- [Exercise details]: Please set down every entry from the listing below, word for word.

· · · · · · ·

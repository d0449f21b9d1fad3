//! Health Check Module
//!
//! Provides the health endpoint: storage availability, fetch pool load and
//! coordinator statistics.

use crate::cache_types::StatsSnapshot;
use crate::coordinator::FetchCoordinator;
use crate::fetcher::ContentFetcher;
use crate::permissions::PermissionValidator;
use crate::{ProxyError, Result};
use hyper::{Request, Response, StatusCode};
use serde::{Deserialize, Serialize};
use std::path::{Path, PathBuf};
use std::sync::Arc;
use std::time::{Duration, SystemTime};

/// Health check status
#[derive(Debug, Clone, PartialEq, Serialize, Deserialize)]
pub enum HealthStatus {
    Healthy,
    Degraded,
    Unhealthy,
}

/// Component health information
#[derive(Debug, Clone, Serialize, Deserialize)]
pub struct ComponentHealth {
    pub name: String,
    pub status: HealthStatus,
    pub message: Option<String>,
    pub last_check: SystemTime,
    pub response_time_ms: Option<u64>,
}

/// Overall system health
#[derive(Debug, Clone, Serialize, Deserialize)]
pub struct SystemHealth {
    pub status: HealthStatus,
    pub timestamp: SystemTime,
    pub components: Vec<ComponentHealth>,
    pub uptime_seconds: u64,
    pub statistics: Option<StatsSnapshot>,
}

/// Read-only view of the fetch coordinator, independent of its fetcher type.
pub trait FetchPoolProbe: Send + Sync {
    fn in_flight_count(&self) -> usize;
    fn worker_limit(&self) -> usize;
    fn stats(&self) -> StatsSnapshot;
}

impl<F: ContentFetcher> FetchPoolProbe for FetchCoordinator<F> {
    fn in_flight_count(&self) -> usize {
        FetchCoordinator::in_flight_count(self)
    }

    fn worker_limit(&self) -> usize {
        FetchCoordinator::worker_limit(self)
    }

    fn stats(&self) -> StatsSnapshot {
        FetchCoordinator::stats(self)
    }
}

/// Health check manager
pub struct HealthManager {
    start_time: SystemTime,
    storage_dir: Option<PathBuf>,
    /// Failure recorded while preparing storage at startup
    storage_init_error: Option<String>,
    fetch_pool: Option<Arc<dyn FetchPoolProbe>>,
}

impl Default for HealthManager {
    fn default() -> Self {
        Self::new()
    }
}

impl HealthManager {
    pub fn new() -> Self {
        Self {
            start_time: SystemTime::now(),
            storage_dir: None,
            storage_init_error: None,
            fetch_pool: None,
        }
    }

    pub fn set_storage_dir(&mut self, storage_dir: PathBuf) {
        self.storage_dir = Some(storage_dir);
    }

    pub fn set_storage_init_error(&mut self, error: String) {
        self.storage_init_error = Some(error);
    }

    pub fn set_fetch_pool(&mut self, fetch_pool: Arc<dyn FetchPoolProbe>) {
        self.fetch_pool = Some(fetch_pool);
    }

    /// Perform comprehensive health check
    pub async fn check_health(&self) -> SystemHealth {
        let start_time = SystemTime::now();
        let mut components = Vec::new();

        if let Some(storage_dir) = &self.storage_dir {
            components.push(self.check_storage_health(storage_dir).await);
        }

        if let Some(fetch_pool) = &self.fetch_pool {
            components.push(Self::check_fetch_pool_health(fetch_pool.as_ref()));
        }

        let overall_status = Self::determine_overall_status(&components);

        let uptime = self
            .start_time
            .elapsed()
            .unwrap_or(Duration::from_secs(0))
            .as_secs();

        SystemHealth {
            status: overall_status,
            timestamp: start_time,
            components,
            uptime_seconds: uptime,
            statistics: self.fetch_pool.as_ref().map(|pool| pool.stats()),
        }
    }

    async fn check_storage_health(&self, storage_dir: &Path) -> ComponentHealth {
        let start_time = SystemTime::now();

        let dir = storage_dir.to_path_buf();
        let probe = tokio::task::spawn_blocking(move || PermissionValidator::check_writable(&dir))
            .await
            .unwrap_or_else(|e| Err(format!("storage probe failed: {}", e)));

        let response_time = start_time
            .elapsed()
            .unwrap_or(Duration::from_millis(0))
            .as_millis() as u64;

        let (status, message) = match (probe, &self.storage_init_error) {
            (Ok(()), None) => (
                HealthStatus::Healthy,
                format!("Storage writable: {}", storage_dir.display()),
            ),
            // Recovered since startup, e.g. a volume mounted late
            (Ok(()), Some(init_error)) => (
                HealthStatus::Degraded,
                format!("Storage writable now; startup failed: {}", init_error),
            ),
            (Err(e), _) => (HealthStatus::Unhealthy, format!("Storage unavailable: {}", e)),
        };

        ComponentHealth {
            name: "storage".to_string(),
            status,
            message: Some(message),
            last_check: start_time,
            response_time_ms: Some(response_time),
        }
    }

    fn check_fetch_pool_health(fetch_pool: &dyn FetchPoolProbe) -> ComponentHealth {
        let in_flight = fetch_pool.in_flight_count();
        let limit = fetch_pool.worker_limit();

        // Saturated pool still serves cache hits
        let status = if in_flight >= limit {
            HealthStatus::Degraded
        } else {
            HealthStatus::Healthy
        };

        ComponentHealth {
            name: "fetch_pool".to_string(),
            status,
            message: Some(format!("{} of {} workers busy", in_flight.min(limit), limit)),
            last_check: SystemTime::now(),
            response_time_ms: None,
        }
    }

    fn determine_overall_status(components: &[ComponentHealth]) -> HealthStatus {
        if components
            .iter()
            .any(|c| c.status == HealthStatus::Unhealthy)
        {
            HealthStatus::Unhealthy
        } else if components.iter().any(|c| c.status == HealthStatus::Degraded) {
            HealthStatus::Degraded
        } else {
            HealthStatus::Healthy
        }
    }

    /// Handle health check HTTP request
    pub async fn handle_health_request<B>(&self, _req: Request<B>) -> Result<Response<String>> {
        let health = self.check_health().await;

        let status_code = match health.status {
            HealthStatus::Healthy => StatusCode::OK,
            HealthStatus::Degraded => StatusCode::OK, // Still return 200 for degraded
            HealthStatus::Unhealthy => StatusCode::SERVICE_UNAVAILABLE,
        };

        let body = serde_json::to_string_pretty(&health).map_err(|e| {
            ProxyError::SerializationError(format!("Failed to serialize health status: {}", e))
        })?;

        Response::builder()
            .status(status_code)
            .header("Content-Type", "application/json")
            .body(body)
            .map_err(|e| ProxyError::HttpError(format!("Failed to build health response: {}", e)))
    }
}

· · · · · · ·

- [Answer to this exercise]:
repository d0449f21b9d1fad3
//! Health Check Module
//!
//! Provides the health endpoint: storage availability, fetch pool load and
//! coordinator statistics.

use crate::cache_types::StatsSnapshot;
use crate::coordinator::FetchCoordinator;
use crate::fetcher::ContentFetcher;
use crate::permissions::PermissionValidator;
use crate::{ProxyError, Result};
use hyper::{Request, Response, StatusCode};
use serde::{Deserialize, Serialize};
use std::path::{Path, PathBuf};
use std::sync::Arc;
use std::time::{Duration, SystemTime};

/// Health check status
#[derive(Debug, Clone, PartialEq, Serialize, Deserialize)]
pub enum HealthStatus {
    Healthy,
    Degraded,
    Unhealthy,
}

/// Component health information
#[derive(Debug, Clone, Serialize, Deserialize)]
pub struct ComponentHealth {
    pub name: String,
    pub status: HealthStatus,
    pub message: Option<String>,
    pub last_check: SystemTime,
    pub response_time_ms: Option<u64>,
}

/// Overall system health
#[derive(Debug, Clone, Serialize, Deserialize)]
pub struct SystemHealth {
    pub status: HealthStatus,
    pub timestamp: SystemTime,
    pub components: Vec<ComponentHealth>,
    pub uptime_seconds: u64,
    pub statistics: Option<StatsSnapshot>,
}

/// Read-only view of the fetch coordinator, independent of its fetcher type.
pub trait FetchPoolProbe: Send + Sync {
    fn in_flight_count(&self) -> usize;
    fn worker_limit(&self) -> usize;
    fn stats(&self) -> StatsSnapshot;
}

impl<F: ContentFetcher> FetchPoolProbe for FetchCoordinator<F> {
    fn in_flight_count(&self) -> usize {
        FetchCoordinator::in_flight_count(self)
    }

    fn worker_limit(&self) -> usize {
        FetchCoordinator::worker_limit(self)
    }

    fn stats(&self) -> StatsSnapshot {
        FetchCoordinator::stats(self)
    }
}

/// Health check manager
pub struct HealthManager {
    start_time: SystemTime,
    storage_dir: Option<PathBuf>,
    /// Failure recorded while preparing storage at startup
    storage_init_error: Option<String>,
    fetch_pool: Option<Arc<dyn FetchPoolProbe>>,
}

impl Default for HealthManager {
    fn default() -> Self {
        Self::new()
    }
}

impl HealthManager {
    pub fn new() -> Self {
        Self {
            start_time: SystemTime::now(),
            storage_dir: None,
            storage_init_error: None,
            fetch_pool: None,
        }
    }

    pub fn set_storage_dir(&mut self, storage_dir: PathBuf) {
        self.storage_dir = Some(storage_dir);
    }

    pub fn set_storage_init_error(&mut self, error: String) {
        self.storage_init_error = Some(error);
    }

    pub fn set_fetch_pool(&mut self, fetch_pool: Arc<dyn FetchPoolProbe>) {
        self.fetch_pool = Some(fetch_pool);
    }

    /// Perform comprehensive health check
    pub async fn check_health(&self) -> SystemHealth {
        let start_time = SystemTime::now();
        let mut components = Vec::new();

        if let Some(storage_dir) = &self.storage_dir {
            components.push(self.check_storage_health(storage_dir).await);
        }

        if let Some(fetch_pool) = &self.fetch_pool {
            components.push(Self::check_fetch_pool_health(fetch_pool.as_ref()));
        }

        let overall_status = Self::determine_overall_status(&components);

        let uptime = self
            .start_time
            .elapsed()
            .unwrap_or(Duration::from_secs(0))
            .as_secs();

        SystemHealth {
            status: overall_status,
            timestamp: start_time,
            components,
            uptime_seconds: uptime,
            statistics: self.fetch_pool.as_ref().map(|pool| pool.stats()),
        }
    }

    async fn check_storage_health(&self, storage_dir: &Path) -> ComponentHealth {
        let start_time = SystemTime::now();

        let dir = storage_dir.to_path_buf();
        let probe = tokio::task::spawn_blocking(move || PermissionValidator::check_writable(&dir))
            .await
            .unwrap_or_else(|e| Err(format!("storage probe failed: {}", e)));

        let response_time = start_time
            .elapsed()
            .unwrap_or(Duration::from_millis(0))
            .as_millis() as u64;

        let (status, message) = match (probe, &self.storage_init_error) {
            (Ok(()), None) => (
                HealthStatus::Healthy,
                format!("Storage writable: {}", storage_dir.display()),
            ),
            // Recovered since startup, e.g. a volume mounted late
            (Ok(()), Some(init_error)) => (
                HealthStatus::Degraded,
                format!("Storage writable now; startup failed: {}", init_error),
            ),
            (Err(e), _) => (HealthStatus::Unhealthy, format!("Storage unavailable: {}", e)),
        };

        ComponentHealth {
            name: "storage".to_string(),
            status,
            message: Some(message),
            last_check: start_time,
            response_time_ms: Some(response_time),
        }
    }

    fn check_fetch_pool_health(fetch_pool: &dyn FetchPoolProbe) -> ComponentHealth {
        let in_flight = fetch_pool.in_flight_count();
        let limit = fetch_pool.worker_limit();

        // Saturated pool still serves cache hits
        let status = if in_flight >= limit {
            HealthStatus::Degraded
        } else {
            HealthStatus::Healthy
        };

        ComponentHealth {
            name: "fetch_pool".to_string(),
            status,
            message: Some(format!("{} of {} workers busy", in_flight.min(limit), limit)),
            last_check: SystemTime::now(),
            response_time_ms: None,
        }
    }

    fn determine_overall_status(components: &[ComponentHealth]) -> HealthStatus {
        if components
            .iter()
            .any(|c| c.status == HealthStatus::Unhealthy)
        {
            HealthStatus::Unhealthy
        } else if components.iter().any(|c| c.status == HealthStatus::Degraded) {
            HealthStatus::Degraded
        } else {
            HealthStatus::Healthy
        }
    }

    /// Handle health check HTTP request
    pub async fn handle_health_request<B>(&self, _req: Request<B>) -> Result<Response<String>> {
        let health = self.check_health().await;

        let status_code = match health.status {
            HealthStatus::Healthy => StatusCode::OK,
            HealthStatus::Degraded => StatusCode::OK, // Still return 200 for degraded
            HealthStatus::Unhealthy => StatusCode::SERVICE_UNAVAILABLE,
        };

        let body = serde_json::to_string_pretty(&health).map_err(|e| {
            ProxyError::SerializationError(format!("Failed to serialize health status: {}", e))
        })?;

        Response::builder()
            .status(status_code)
            .header("Content-Type", "application/json")
            .body(body)
            .map_err(|e| ProxyError::HttpError(format!("Failed to build health response: {}", e)))
    }
}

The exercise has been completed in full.